Rac GTPase-activating protein 1 is an enzyme that in humans is encoded by the RACGAP1 gene.

Function

Rho GTPases control a variety of cellular processes. There are 3 subtypes of Rho GTPases in the Ras superfamily of small G proteins: RHO (see MIM 165370), RAC (see RAC1; MIM 602048), and CDC42 (MIM 116952). GTPase-activating proteins (GAPs) bind activated forms of Rho GTPases and stimulate GTP hydrolysis. Through this catalytic function, Rho GAPs negatively regulate Rho-mediated signals. GAPs may also serve as effector molecules and play a role in signaling downstream of Rho and other Ras-like GTPases.[supplied by OMIM]. Over-expression of RACGAP1 is observed in multiple human cancers including breast cancer, gastric cancer and colorectal cancer.
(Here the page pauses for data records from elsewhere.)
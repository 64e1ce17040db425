//! Bidirectional mapping between the layer model and the CAML XML dialect.

pub mod decode;
pub mod element;
pub mod encode;

pub use decode::{decode_document, decode_layer};
pub use element::{XmlElement, parse_document};
pub use encode::{encode_document, escape_xml, format_number};
//! Outgoing credential attachment.

use reqwest::header::{AUTHORIZATION, HeaderMap, HeaderValue};

use super::{ACCESS_TOKEN_HEADER, PublicEndpoints, REFRESH_TOKEN_HEADER, is_refresh_path};
use crate::request::RequestDescriptor;
use crate::store::{TokenKind, TokenStore};

/// Headers to send for `descriptor`.
///
/// Public paths get the caller's headers untouched. Otherwise the stored
/// access token is attached as `Authorization: Bearer <t>` and `Access-Token:
/// <t>`, unless the caller already set `Authorization`. Calls to the refresh
/// endpoint also carry the stored refresh token in `Refresh-Token`.
pub fn augment_headers(
    descriptor: &RequestDescriptor,
    store: &dyn TokenStore,
    public: &PublicEndpoints,
) -> HeaderMap {
    let mut headers = descriptor.headers.clone();

    if public.is_public(&descriptor.path) {
        return headers;
    }

    if !descriptor.has_authorization()
        && let Some(token) = store.get(TokenKind::Access)
    {
        match (
            HeaderValue::from_str(&format!("Bearer {}", token)),
            HeaderValue::from_str(&token),
        ) {
            (Ok(bearer), Ok(raw)) => {
                headers.insert(AUTHORIZATION, bearer);
                headers.insert(ACCESS_TOKEN_HEADER, raw);
                tracing::trace!(path = %descriptor.path, "attached access token");
            }
            _ => tracing::warn!("stored access token is not a valid header value, skipping"),
        }
    }

    if is_refresh_path(&descriptor.path)
        && let Some(refresh) = store.get(TokenKind::Refresh)
    {
        match HeaderValue::from_str(&refresh) {
            Ok(value) => {
                headers.insert(REFRESH_TOKEN_HEADER, value);
            }
            Err(_) => tracing::warn!("stored refresh token is not a valid header value, skipping"),
        }
    }

    headers
}

#[cfg(test)]
mod tests {
    use super::*;
    use crate::store::{Credentials, MemoryTokenStore};

    fn store() -> MemoryTokenStore {
        MemoryTokenStore::with_credentials(Credentials::new("A1", "R1"))
    }

    #[test]
    fn test_private_request_gets_both_headers() {
        let headers = augment_headers(
            &RequestDescriptor::get("/journals/my-journals"),
            &store(),
            &PublicEndpoints::new(),
        );
        assert_eq!(headers[AUTHORIZATION], "Bearer A1");
        assert_eq!(headers[&ACCESS_TOKEN_HEADER], "A1");
        assert!(!headers.contains_key(&REFRESH_TOKEN_HEADER));
    }

    #[test]
    fn test_public_request_untouched() {
        let headers = augment_headers(
            &RequestDescriptor::get("/journals/public?page=1"),
            &store(),
            &PublicEndpoints::new(),
        );
        assert!(headers.is_empty());
    }

    #[test]
    fn test_explicit_authorization_wins() {
        let descriptor = RequestDescriptor::get("/journals/my-journals")
            .header(AUTHORIZATION, HeaderValue::from_static("Bearer manual"));
        let headers = augment_headers(&descriptor, &store(), &PublicEndpoints::new());
        assert_eq!(headers[AUTHORIZATION], "Bearer manual");
        assert!(!headers.contains_key(&ACCESS_TOKEN_HEADER));
    }

    #[test]
    fn test_refresh_call_carries_refresh_token() {
        let headers = augment_headers(
            &RequestDescriptor::post("/auth/refresh-token"),
            &store(),
            &PublicEndpoints::new(),
        );
        assert_eq!(headers[&REFRESH_TOKEN_HEADER], "R1");
        assert_eq!(headers[AUTHORIZATION], "Bearer A1");
    }

    #[test]
    fn test_no_token_no_headers() {
        let headers = augment_headers(
            &RequestDescriptor::get("/journals/my-journals"),
            &MemoryTokenStore::new(),
            &PublicEndpoints::new(),
        );
        assert!(headers.is_empty());
    }

    #[test]
    fn test_invalid_token_is_skipped() {
        let store = MemoryTokenStore::with_credentials(Credentials {
            access_token: Some("bad\ntoken".to_string()),
            refresh_token: None,
        });
        let headers = augment_headers(
            &RequestDescriptor::get("/journals/my-journals"),
            &store,
            &PublicEndpoints::new(),
        );
        assert!(headers.is_empty());
    }
}
//! API endpoint implementations.

mod auth;
mod health;
mod journals;

pub use auth::AuthApi;
pub use health::HealthApi;
pub use journals::{JournalsApi, ListJournalsQuery};
//! Folio - command-line client for the journal publishing platform.
//!
//! Main entry point for the Folio CLI.

use std::path::PathBuf;

use anyhow::Result;
use clap::{Parser, Subcommand};

mod commands;

use commands::{auth, journals, request, status};

// ─────────────────────────────────────────────────────────────────────────────
// CLI Structure
// ─────────────────────────────────────────────────────────────────────────────

/// Folio - command-line client for the journal publishing platform
#[derive(Parser)]
#[command(name = "folio")]
#[command(author, version, about, long_about = None)]
#[command(propagate_version = true)]
pub struct Cli {
    /// Enable verbose output
    #[arg(short, long, global = true)]
    pub verbose: bool,

    /// Output as JSON (for scripting)
    #[arg(long, global = true)]
    pub json: bool,

    /// API base URL (overrides the config file)
    #[arg(long, global = true, env = "FOLIO_SERVER_URL")]
    pub server: Option<String>,

    /// Load configuration from this file instead of the discovered layers
    #[arg(long, global = true)]
    pub config: Option<PathBuf>,

    #[command(subcommand)]
    pub command: Commands,
}

#[derive(Subcommand)]
pub enum Commands {
    /// Log in, log out, and inspect the stored session
    Auth(auth::AuthArgs),

    /// Browse and submit journal articles
    Journals(journals::JournalsArgs),

    /// Send a raw request through the session pipeline
    Request(request::RequestArgs),

    /// Show backend status
    Status(status::StatusArgs),
}

// ─────────────────────────────────────────────────────────────────────────────
// Main
// ─────────────────────────────────────────────────────────────────────────────

#[tokio::main]
async fn main() -> Result<()> {
    let cli = Cli::parse();

    // Tracing: human-readable on stderr, JSON to a daily log file
    let filter = if cli.verbose {
        "folio=debug,folio_client=debug,folio_config=debug,info"
    } else {
        "folio=info,folio_client=info,warn"
    };

    let log_dir = folio_config::config_dir()
        .map(|d| d.join("logs"))
        .unwrap_or_else(|| PathBuf::from("logs"));
    let file_appender = tracing_appender::rolling::daily(&log_dir, "folio.log");
    let (non_blocking, _guard) = tracing_appender::non_blocking(file_appender);

    use tracing_subscriber::prelude::*;
    tracing_subscriber::registry()
        .with(
            tracing_subscriber::fmt::layer()
                .with_target(true)
                .with_writer(std::io::stderr)
                .with_filter(tracing_subscriber::EnvFilter::new(filter)),
        )
        .with(
            tracing_subscriber::fmt::layer()
                .json()
                .with_writer(non_blocking)
                .with_filter(tracing_subscriber::EnvFilter::new(
                    "folio=trace,folio_client=trace,folio_config=trace,info",
                )),
        )
        .init();

    let ctx = commands::Context::load(commands::ContextOptions {
        server: cli.server,
        config_file: cli.config,
        json_output: cli.json,
        verbose: cli.verbose,
    })?;
    let mut events = ctx.client.subscribe();

    // Dispatch to command handlers
    let result = match cli.command {
        Commands::Auth(args) => auth::run(args, &ctx).await,
        Commands::Journals(args) => journals::run(args, &ctx).await,
        Commands::Request(args) => request::run(args, &ctx).await,
        Commands::Status(args) => status::run(args, &ctx).await,
    };

    commands::report_session_events(&mut events);
    result
}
Evidence show that RACGAP1 can modulate mitochondrial quality control by stimulating mitopahy and mitochondrial biogenesis in breast cancer. Knocking out RACGAP1 in vitro using CRISPR/Cas9 leads to cytokinesis failure.

Interactions

RACGAP1 has been shown to interact with ECT2, Rnd2 and SLC26A8. During cytokinesis, RACGAP1 has been shown to interact with KIF23 to form the centralspindlin complex. This complex is essential for the formation of the central spindle. RACGAP1 also interacts with PRC1 to stabilize and maintain the central spindle as anaphase proceeds. RACGAP1 can also interact with ECT2 during anaphase of cytokinesis, loss of RACGAP1 leads to cytokinesis failure.